What to do → Show all the lines in the data below that include the word "projectid".
Given information Start Marker
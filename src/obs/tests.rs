use std::io::Write;

use approx::assert_abs_diff_eq;
use indoc::indoc;

use super::*;

const RESULTS: &str = indoc! {r#"
    <?xml version="1.0" encoding="UTF-8"?>
    <VOTABLE version="1.3" xmlns="http://www.ivoa.net/xml/VOTable/v1.3">
      <RESOURCE type="results">
        <TABLE>
          <FIELD name="obs_id" datatype="long"/>
          <FIELD name="projectid" datatype="char"/>
          <FIELD name="center_frequency_mhz" datatype="double"/>
          <FIELD name="duration" datatype="int"/>
          <FIELD name="total_archived_data_bytes" datatype="long"/>
          <FIELD name="starttime_utc" datatype="char"/>
          <FIELD name="mwa_array_configuration" datatype="char"/>
          <DATA>
            <TABLEDATA>
              <TR><TD>1300000000</TD><TD>G0057</TD><TD>154.88</TD><TD>4800</TD><TD>2000000000000</TD><TD>2021-03-17T07:06:22</TD><TD>Phase II Compact</TD></TR>
              <TR><TD>1300010000</TD><TD>G0057</TD><TD>215.68</TD><TD>4800</TD><TD>3000000000000</TD><TD>2021-03-17T09:53:02</TD><TD>Phase II Extended</TD></TR>
              <TR><TD>1300020000</TD><TD>G0057</TD><TD>215.68</TD><TD>600</TD><TD>500000000000</TD><TD>2021-03-17T12:39:42</TD><TD>Phase II Extended</TD></TR>
              <TR><TD>1300030000</TD><TD>D0006</TD><TD>215.68</TD><TD>7200</TD><TD>1000000000000</TD><TD></TD><TD>Phase II Extended</TD></TR>
              <TR><TD>1300040000</TD><TD>G0057</TD><TD>184.96</TD><TD>3600</TD><TD>1500000000000</TD><TD>2021-03-17T18:13:02</TD><TD>Phase II Extended</TD></TR>
            </TABLEDATA>
          </DATA>
        </TABLE>
      </RESOURCE>
    </VOTABLE>
"#};

const CALIBRATORS: &str = indoc! {r#"
    <VOTABLE>
      <RESOURCE>
        <TABLE>
          <FIELD name="obs_id"/>
          <FIELD name="center_frequency_mhz"/>
          <DATA>
            <TABLEDATA>
              <TR><TD>1300010500</TD><TD>215.68</TD></TR>
              <TR><TD>1299999000</TD><TD>215.68</TD></TR>
              <TR><TD>1300009000</TD><TD>154.88</TD></TR>
            </TABLEDATA>
          </DATA>
        </TABLE>
      </RESOURCE>
    </VOTABLE>
"#};

#[test]
fn test_meta_value_parse() {
    assert_eq!(MetaValue::parse(Some("1300000000")), MetaValue::Int(1300000000));
    assert_eq!(MetaValue::parse(Some("154.88")), MetaValue::Float(154.88));
    assert_eq!(MetaValue::parse(Some("-5")), MetaValue::Float(-5.0));
    assert_eq!(
        MetaValue::parse(Some("G0057")),
        MetaValue::Str("G0057".to_string())
    );
    assert_eq!(MetaValue::parse(None), MetaValue::Null);
}

#[test]
fn test_parse_votable() {
    let obs = parse_asvo_xml(RESULTS).unwrap();
    assert_eq!(obs.len(), 5);
    let first = &obs[0];
    assert_eq!(
        first.fields.keys().collect::<Vec<_>>(),
        [
            "obs_id",
            "projectid",
            "center_frequency_mhz",
            "duration",
            "total_archived_data_bytes",
            "starttime_utc",
            "mwa_array_configuration"
        ]
    );
    assert_eq!(first.obs_id().unwrap(), 1300000000);
    assert_eq!(first.project_id().unwrap(), "G0057");
    assert_abs_diff_eq!(first.centre_freq_mhz().unwrap(), 154.88);
    assert_eq!(
        first.get("mwa_array_configuration"),
        Some(&MetaValue::Str("Phase II Compact".to_string()))
    );
    // An empty cell.
    assert_eq!(obs[3].get("starttime_utc"), Some(&MetaValue::Null));
}

#[test]
fn test_parse_errors() {
    assert!(matches!(
        parse_asvo_xml("<VOTABLE><RESOURCE/></VOTABLE>"),
        Err(ObsMetadataError::NoTable)
    ));
    assert!(matches!(
        parse_asvo_xml("<VOTABLE><TABLE>"),
        Err(ObsMetadataError::Xml(_))
    ));

    let obs = parse_asvo_xml(CALIBRATORS).unwrap();
    assert!(matches!(
        obs[0].duration_s(),
        Err(ObsMetadataError::MissingField {
            field: "duration",
            ..
        })
    ));
}

#[test]
fn test_counts() {
    let obs = parse_asvo_xml(RESULTS).unwrap();
    let by_project = project_frequency_counts(&obs).unwrap();
    let rows: Vec<(String, f64, usize)> = by_project
        .iter()
        .map(|((p, f), &c)| (p.clone(), f.0, c))
        .collect();
    assert_eq!(
        rows,
        [
            ("D0006".to_string(), 215.68, 1),
            ("G0057".to_string(), 154.88, 1),
            ("G0057".to_string(), 184.96, 1),
            ("G0057".to_string(), 215.68, 2),
        ]
    );

    let by_freq = frequency_project_counts(&obs).unwrap();
    let first = by_freq.iter().next().unwrap();
    assert_eq!(first, (&(FreqKey(154.88), "G0057".to_string()), &1));
    assert_eq!(by_freq.len(), 4);

    assert_abs_diff_eq!(
        total_duration_hours(&obs).unwrap(),
        (4800.0 + 4800.0 + 600.0 + 7200.0 + 3600.0) / 3600.0
    );
}

#[test]
fn test_select_observations() {
    let obs = parse_asvo_xml(RESULTS).unwrap();
    let cals = parse_asvo_xml(CALIBRATORS).unwrap();
    let selection = select_observations(&obs, &cals, &SelectionCriteria::new("G0057")).unwrap();

    // 1300000000 is too low in frequency, 1300020000 too short, 1300030000 is
    // another project and 1300040000 has no calibrator.
    assert_eq!(selection.selected.len(), 1);
    let s = &selection.selected[0];
    assert_eq!(s.obs_id, 1300010000);
    assert_eq!(s.calibrator_id, 1300010500);
    assert_eq!(s.array_config, "Phase II Extended");
    assert_abs_diff_eq!(s.terabytes, 3.0);
    assert_abs_diff_eq!(selection.total_terabytes, 4.5);
    assert_eq!(
        selection.obs_to_keep.into_iter().collect::<Vec<_>>(),
        [1300010000, 1300010500]
    );
}

#[test]
fn test_read_from_file() {
    let mut tmp = tempfile::NamedTempFile::new().expect("Couldn't make tmp file");
    tmp.write_all(CALIBRATORS.as_bytes()).unwrap();
    tmp.flush().unwrap();
    let obs = read_asvo_xml(tmp.path()).unwrap();
    assert_eq!(obs.len(), 3);

    assert!(matches!(
        read_asvo_xml("/does/not/exist.xml"),
        Err(ObsMetadataError::Read { .. })
    ));
}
Given information End Marker
Response to this exercise →
          <FIELD name="projectid" datatype="char"/>
            "projectid",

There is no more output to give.